In times when nothing seems to have been created to last and it is the ephemeral reason of things that prevails, our transfiguration toward a disposable world is recognized as a congenital illness.
We live mesmerized by an entertainment society that in a systematic, insensitive manner creates, exhausts, and discards. Under the inflexible, dominant pressure of a culture of immediacy, it subjects its own product to terminal corrosion.
Beyond the rigidity of the conceptual apparatus and ideological assumptions, the civilization of entertainment is cruel. It has no memory. It lives stuck to novelty, no matter which, as long as it moves on.
This vertiginous production rate leads nowhere but to an accelerated obsolescence of its mechanisms.
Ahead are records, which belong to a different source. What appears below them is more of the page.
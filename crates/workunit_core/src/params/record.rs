//! Structured-record and serde-driven parameter sources.

use super::{ParameterValue, Parameters};
use crate::context::SqlValue;
use log::warn;
use serde::Serialize;
use serde_json::Value as JsonValue;
use thiserror::Error;

/// Errors raised while turning a serializable value into parameters.
#[derive(Debug, Error)]
pub enum BindError {
    #[error("value cannot be serialized into parameters: {0}")]
    Serialize(#[from] serde_json::Error),
    #[error("integer parameter `{name}` does not fit into a 64-bit signed value")]
    IntegerOverflow { name: String },
}

/// Capability for records that enumerate their own members.
///
/// Members are returned in declaration order as `(name, value)` pairs.
pub trait ParameterRecord {
    fn parameters(&self) -> Vec<(&'static str, ParameterValue)>;
}

impl Parameters {
    /// Binds a record through its `ParameterRecord` members.
    pub fn from_record<R: ParameterRecord + ?Sized>(record: &R) -> Self {
        Self::Named(
            record
                .parameters()
                .into_iter()
                .map(|(name, value)| (name.to_string(), value))
                .collect(),
        )
    }

    /// Derives parameters from the serialized shape of `value`.
    ///
    /// - unit / `None` -> no parameters
    /// - sequence -> positional parameters
    /// - struct or map -> named parameters, in serialization order
    /// - bare scalar -> no parameters (it has no members)
    ///
    /// Nested sequences and maps inside members are bound as JSON text.
    pub fn from_serialize<T: Serialize + ?Sized>(value: &T) -> Result<Self, BindError> {
        match serde_json::to_value(value)? {
            JsonValue::Null => Ok(Self::None),
            JsonValue::Array(items) => {
                let values = items
                    .into_iter()
                    .enumerate()
                    .map(|(index, item)| json_to_parameter(&format!("@{index}"), item))
                    .collect::<Result<Vec<_>, _>>()?;
                Ok(Self::Positional(values))
            }
            JsonValue::Object(members) => {
                let members = members
                    .into_iter()
                    .map(|(name, item)| {
                        let value = json_to_parameter(&name, item)?;
                        Ok((name, value))
                    })
                    .collect::<Result<Vec<_>, BindError>>()?;
                Ok(Self::Named(members))
            }
            scalar => {
                warn!(
                    "event=params_bind module=params status=ignored reason=scalar_without_members kind={}",
                    json_kind(&scalar)
                );
                Ok(Self::None)
            }
        }
    }
}

fn json_to_parameter(name: &str, value: JsonValue) -> Result<ParameterValue, BindError> {
    let sql = match value {
        JsonValue::Null => return Ok(ParameterValue::null()),
        JsonValue::Bool(flag) => SqlValue::Integer(i64::from(flag)),
        JsonValue::Number(number) => {
            if let Some(integer) = number.as_i64() {
                SqlValue::Integer(integer)
            } else if number.is_u64() {
                return Err(BindError::IntegerOverflow {
                    name: name.to_string(),
                });
            } else {
                SqlValue::Real(number.as_f64().unwrap_or(f64::NAN))
            }
        }
        JsonValue::String(text) => SqlValue::Text(text),
        nested @ (JsonValue::Array(_) | JsonValue::Object(_)) => {
            SqlValue::Text(serde_json::to_string(&nested)?)
        }
    };
    Ok(sql.into())
}

fn json_kind(value: &JsonValue) -> &'static str {
    match value {
        JsonValue::Null => "null",
        JsonValue::Bool(_) => "bool",
        JsonValue::Number(_) => "number",
        JsonValue::String(_) => "string",
        JsonValue::Array(_) => "array",
        JsonValue::Object(_) => "object",
    }
}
Thus, film settings — apparently enormous and grandiose — suffer the depraved parody of their own fleetingness. Settings condemned by their own staging.
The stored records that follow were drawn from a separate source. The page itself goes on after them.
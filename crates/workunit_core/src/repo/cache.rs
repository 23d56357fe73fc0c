//! Per-unit repository cache.
//!
//! # Invariants
//! - At most one repository per `EntityTypeKey`.
//! - A handle stored under `EntityTypeKey::of::<T>()` is always an
//!   `Rc<dyn EntityRepository<T>>`; a failed downcast is reported, never
//!   papered over with a fresh instance.

use super::EntityRepository;
use crate::model::{Entity, EntityTypeKey};
use std::any::Any;
use std::collections::HashMap;
use std::rc::Rc;

/// Type-erased map from entity type to its repository handle.
#[derive(Default)]
pub struct RepositoryCache {
    handles: HashMap<EntityTypeKey, Box<dyn Any>>,
}

/// Returned when a cached handle does not have the expected type.
#[derive(Debug, Clone, Copy, PartialEq, Eq)]
pub struct HandleTypeMismatch(pub EntityTypeKey);

impl RepositoryCache {
    pub fn new() -> Self {
        Self::default()
    }

    pub fn len(&self) -> usize {
        self.handles.len()
    }

    pub fn is_empty(&self) -> bool {
        self.handles.is_empty()
    }

    /// Returns the cached repository for `T`, if any.
    pub fn get<T: Entity>(&self) -> Result<Option<Rc<dyn EntityRepository<T>>>, HandleTypeMismatch> {
        let key = EntityTypeKey::of::<T>();
        match self.handles.get(&key) {
            None => Ok(None),
            Some(handle) => handle
                .downcast_ref::<Rc<dyn EntityRepository<T>>>()
                .map(|repository| Some(Rc::clone(repository)))
                .ok_or(HandleTypeMismatch(key)),
        }
    }

    /// Stores `repository` for `T`, replacing any previous handle.
    pub fn insert<T: Entity>(&mut self, repository: Rc<dyn EntityRepository<T>>) {
        self.handles
            .insert(EntityTypeKey::of::<T>(), Box::new(repository));
    }
}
A mere instrument for fantasy, when a setting becomes repetitive in the collective imagination, the same industry that created it sentences it to destruction. If not physically, by discrediting it with neglect.
It is these containing spaces with no content that frame this series. Photographs that capture these spaces now condemned to become even more contrived theme parks, by-products of a tourism industry that long ago became disfigured into another entertainment society’s tentacle.
Thus, hordes of visitors searching to devirtualize something that was previously constructed in their pictorial imaginary will dictate the epilogue for spaces recorded herein.